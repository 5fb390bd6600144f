//! The per-host certificate factory (C2, §4.2).

mod signer;

use std::collections::HashMap;
use std::path::PathBuf;
use std::sync::{Arc, Mutex, RwLock};

use chrono::Utc;
use rustls_pki_types::{CertificateDer, PrivateKeyDer};
use tokio::sync::Mutex as AsyncMutex;
use tracing::{info, warn};
use x509_parser::prelude::{FromDer, X509Certificate};

use crate::error::CertError;
use crate::model::HostCert;

pub use signer::SignerConfig;

/// Mints and caches per-host leaf certificates signed by a fixed root CA.
///
/// Concurrency: coalesced per host behind a per-host async mutex with a
/// double-checked cache read, so at most one signing operation is ever in
/// flight for a given host (P4) — a waiter that blocks on the lock finds the
/// cache already warm once it acquires it, and never re-signs. Different
/// hosts sign concurrently, the relaxation over a single process-wide lock
/// that §4.2 explicitly permits.
pub struct CertFactory {
	cache: RwLock<HashMap<String, HostCert>>,
	locks: Mutex<HashMap<String, Arc<AsyncMutex<()>>>>,
	signer: SignerConfig,
}

impl CertFactory {
	pub fn new(signer: SignerConfig) -> Self {
		Self {
			cache: RwLock::new(HashMap::new()),
			locks: Mutex::new(HashMap::new()),
			signer,
		}
	}

	/// Returns a leaf certificate for `host` (port stripped), signing and
	/// caching one if absent or expired.
	pub async fn get(&self, host: &str) -> Result<HostCert, CertError> {
		let host = strip_port(host);

		if let Some(cert) = self.cached_fresh(&host) {
			return Ok(cert);
		}

		let host_lock = self.host_lock(&host);
		let _flight = host_lock.lock().await;

		// Another waiter may have minted this host's cert while we queued for
		// the lock; recheck before invoking the signer again.
		if let Some(cert) = self.cached_fresh(&host) {
			return Ok(cert);
		}

		let cert = sign_and_load(&self.signer, &host).await.inspect_err(|e| {
			warn!(host = %host, error = %e, "certificate mint failed");
		})?;

		self
			.cache
			.write()
			.expect("cert cache poisoned")
			.insert(host.clone(), cert.clone());
		info!(host = %host, not_after = %cert.not_after, "minted leaf certificate");
		Ok(cert)
	}

	fn host_lock(&self, host: &str) -> Arc<AsyncMutex<()>> {
		self
			.locks
			.lock()
			.expect("cert lock map poisoned")
			.entry(host.to_string())
			.or_insert_with(|| Arc::new(AsyncMutex::new(())))
			.clone()
	}

	fn cached_fresh(&self, host: &str) -> Option<HostCert> {
		let guard = self.cache.read().expect("cert cache poisoned");
		let cert = guard.get(host)?;
		(cert.not_after > Utc::now()).then(|| cert.clone())
	}
}

/// Confirms `<cert_dir>/ca.crt` and `<cert_dir>/ca.key` exist and parse as
/// PEM (§6.4). The external signer is the one that actually signs with this
/// material; this is a startup sanity check, not a load into long-lived
/// state.
pub fn load_root_ca(cert_dir: &std::path::Path) -> Result<(), CertError> {
	let cert_pem = std::fs::read(cert_dir.join("ca.crt"))?;
	let key_pem = std::fs::read(cert_dir.join("ca.key"))?;

	let chain = parse_cert_chain(&cert_pem).map_err(|e| CertError::LoadFailed {
		host: "ca".to_string(),
		detail: e,
	})?;
	if chain.is_empty() {
		return Err(CertError::LoadFailed {
			host: "ca".to_string(),
			detail: "ca.crt contains no certificates".to_string(),
		});
	}
	parse_private_key(&key_pem).map_err(|e| CertError::LoadFailed {
		host: "ca".to_string(),
		detail: e,
	})?;

	Ok(())
}

pub fn strip_port(host: &str) -> String {
	// IPv6 literals come as `[::1]:443`; only strip a trailing `:port` when
	// the part after the last colon is all digits, so a bare IPv6 address
	// without a port is left untouched.
	match host.rsplit_once(':') {
		Some((h, port)) if port.chars().all(|c| c.is_ascii_digit()) => h.to_string(),
		_ => host.to_string(),
	}
}

async fn sign_and_load(signer: &SignerConfig, host: &str) -> Result<HostCert, CertError> {
	signer.invoke(host).await?;
	load_cert_pair(&signer.cert_dir, host)
}

fn load_cert_pair(cert_dir: &std::path::Path, host: &str) -> Result<HostCert, CertError> {
	let cert_path: PathBuf = cert_dir.join(format!("{host}.crt"));
	let key_path: PathBuf = cert_dir.join(format!("{host}.key"));

	let cert_pem = std::fs::read(&cert_path).map_err(|e| CertError::LoadFailed {
		host: host.to_string(),
		detail: format!("{}: {e}", cert_path.display()),
	})?;
	let key_pem = std::fs::read(&key_path).map_err(|e| CertError::LoadFailed {
		host: host.to_string(),
		detail: format!("{}: {e}", key_path.display()),
	})?;

	let chain = parse_cert_chain(&cert_pem).map_err(|e| CertError::LoadFailed {
		host: host.to_string(),
		detail: e,
	})?;
	let key = parse_private_key(&key_pem).map_err(|e| CertError::LoadFailed {
		host: host.to_string(),
		detail: e,
	})?;

	let leaf = chain.first().ok_or_else(|| CertError::LoadFailed {
		host: host.to_string(),
		detail: "certificate file contains no certificates".to_string(),
	})?;

	let not_after = validate_leaf(leaf, host)?;

	Ok(HostCert {
		host: host.to_string(),
		leaf_cert_chain: chain,
		private_key: key,
		not_after,
	})
}

fn parse_cert_chain(pem: &[u8]) -> Result<Vec<CertificateDer<'static>>, String> {
	let mut reader = std::io::BufReader::new(pem);
	rustls_pemfile::certs(&mut reader)
		.collect::<Result<Vec<_>, _>>()
		.map_err(|e| format!("malformed certificate PEM: {e}"))
}

fn parse_private_key(pem: &[u8]) -> Result<PrivateKeyDer<'static>, String> {
	let mut reader = std::io::BufReader::new(pem);
	rustls_pemfile::private_key(&mut reader)
		.map_err(|e| format!("malformed private key PEM: {e}"))?
		.ok_or_else(|| "key file contains no private key".to_string())
}

fn validate_leaf(der: &CertificateDer<'_>, host: &str) -> Result<chrono::DateTime<Utc>, CertError> {
	let (_, cert) = X509Certificate::from_der(der.as_ref()).map_err(|e| CertError::InvalidCertificate {
		host: host.to_string(),
		reason: format!("could not parse certificate: {e}"),
	})?;

	let not_after = cert.validity().not_after.to_datetime();
	let not_after = chrono::DateTime::from_timestamp(not_after.unix_timestamp(), 0)
		.ok_or_else(|| CertError::InvalidCertificate {
			host: host.to_string(),
			reason: "certificate not_after is out of range".to_string(),
		})?;

	if not_after <= Utc::now() {
		return Err(CertError::InvalidCertificate {
			host: host.to_string(),
			reason: "certificate is already expired".to_string(),
		});
	}

	let has_cn = cert
		.subject()
		.iter_common_name()
		.next()
		.and_then(|cn| cn.as_str().ok())
		.is_some_and(|cn| !cn.is_empty());
	if !has_cn {
		return Err(CertError::InvalidCertificate {
			host: host.to_string(),
			reason: "subject common name is empty".to_string(),
		});
	}

	Ok(not_after)
}

#[cfg(test)]
mod tests {
	use super::*;

	#[test]
	fn strip_port_removes_trailing_numeric_port() {
		assert_eq!(strip_port("example.test:443"), "example.test");
		assert_eq!(strip_port("example.test"), "example.test");
	}

	#[test]
	fn strip_port_leaves_bare_ipv6_literal_alone() {
		assert_eq!(strip_port("[::1]"), "[::1]");
		assert_eq!(strip_port("[::1]:8443"), "[::1]");
	}

	static TEST_DIR_SEQ: std::sync::atomic::AtomicU64 = std::sync::atomic::AtomicU64::new(0);

	/// Drives 8 concurrent `get`s for the same host through a fake signer
	/// script and asserts it only runs once (P4).
	#[tokio::test]
	async fn concurrent_requests_for_the_same_host_sign_exactly_once() {
		use std::os::unix::fs::PermissionsExt;

		use rcgen::{CertificateParams, DistinguishedName, DnType, KeyPair};

		let dir = std::env::temp_dir().join(format!(
			"proxyscan-certfactory-test-{}-{}",
			std::process::id(),
			TEST_DIR_SEQ.fetch_add(1, std::sync::atomic::Ordering::Relaxed)
		));
		std::fs::create_dir_all(&dir).expect("create test cert dir");

		let key_pair = KeyPair::generate().expect("generate test key pair");
		let mut params = CertificateParams::default();
		let mut dn = DistinguishedName::new();
		dn.push(DnType::CommonName, "concurrent.test");
		params.distinguished_name = dn;
		params.not_before = time::OffsetDateTime::now_utc();
		params.not_after = time::OffsetDateTime::now_utc() + time::Duration::days(1);
		let cert = params.self_signed(&key_pair).expect("self-sign test leaf cert");

		std::fs::write(dir.join("fixture.crt"), cert.pem()).expect("write fixture cert");
		std::fs::write(dir.join("fixture.key"), key_pair.serialize_pem()).expect("write fixture key");

		let script_path = dir.join("sign.sh");
		std::fs::write(
			&script_path,
			"#!/bin/sh\nset -e\nhost=\"$1\"\necho \"$host\" >> calls.log\nsleep 0.2\ncp fixture.crt \"$host.crt\"\ncp fixture.key \"$host.key\"\n",
		)
		.expect("write fake signer script");
		std::fs::set_permissions(&script_path, std::fs::Permissions::from_mode(0o755)).expect("chmod signer script");

		let signer = SignerConfig::new(dir.clone(), script_path);
		let factory = Arc::new(CertFactory::new(signer));

		let handles: Vec<_> = (0..8)
			.map(|_| {
				let factory = factory.clone();
				tokio::spawn(async move { factory.get("concurrent.test").await })
			})
			.collect();

		for handle in handles {
			handle.await.expect("task panicked").expect("cert mint failed");
		}

		let calls = std::fs::read_to_string(dir.join("calls.log")).unwrap_or_default();
		let call_count = calls.lines().filter(|l| !l.is_empty()).count();
		assert_eq!(call_count, 1, "signer must run exactly once for 8 concurrent requests to the same host");

		let _ = std::fs::remove_dir_all(&dir);
	}
}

***

WHAT YOU NEED TO DO: Which of the lines above carry the string "DistinguishedName"? Pick them out and copy them.

SOLUTION FOR THIS EXERCISE:
		use rcgen::{CertificateParams, DistinguishedName, DnType, KeyPair};
		let mut dn = DistinguishedName::new();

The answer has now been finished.